Taylor, Michael Eugene. Noncommutative harmonic analysis. No. 22. American Mathematical Soc., 1986.

In this book he discusses the unitary irreducible representations for several explicit examples. Among others there is a chapter on $SL(2,\mathbb{R})$ (Chapter 8) and a subsection on the principle series. Taylor does only assume very little prerequisits such as elementary facts on Lie groups and Lie algebras and he classifies all irreducible unitary representations of $SL(2,\mathbb R)$ and provides concrete realizations of them.

Knapp, Anthony W. Representation Theory of Semisimple Groups: An Overview Based on Examples (PMS-36). Princeton university press, 2016.
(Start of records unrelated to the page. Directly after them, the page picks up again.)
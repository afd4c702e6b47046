//! File identifiers for module sources.

use std::fmt;

/// An interned identifier for a module source file.
///
/// Every module the registry loads gets one `FileId`; the path and text live
/// in the session's [`FileSet`](crate::hir::FileSet). Import locations and
/// diagnostics refer to files only through this handle.
#[derive(Copy, Clone, Eq, PartialEq, Hash, Ord, PartialOrd)]
pub struct FileId(pub u32);

impl FileId {
    /// Create a new FileId from a raw index.
    #[inline]
    pub const fn new(id: u32) -> Self {
        Self(id)
    }

    /// Get the raw index.
    #[inline]
    pub const fn index(self) -> u32 {
        self.0
    }
}

impl fmt::Debug for FileId {
    fn fmt(&self, f: &mut fmt::Formatter<'_>) -> fmt::Result {
        write!(f, "FileId({})", self.0)
    }
}

impl fmt::Display for FileId {
    fn fmt(&self, f: &mut fmt::Formatter<'_>) -> fmt::Result {
        write!(f, "file#{}", self.0)
    }
}

impl From<u32> for FileId {
    #[inline]
    fn from(id: u32) -> Self {
        Self(id)
    }
}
Chapter II--Seciton 5 contains a treatment of the unitary irreducible representations of $SL(2\mathbb R)$. If I remember correctly Knap only gives a list of the unitary irreducible representations and describes their realization and does not discuss the question that those are all possible unitary irreducible representations. However the advantage of this book is that it goes much deeper into the represetation theory of semisimple Lie groups in the subsequent chapters. So if you want to understand $SL(2,\mathbb R)$ as a starting point to understand the representation theory of general semisimple Lie groups, then this book could be very usefull.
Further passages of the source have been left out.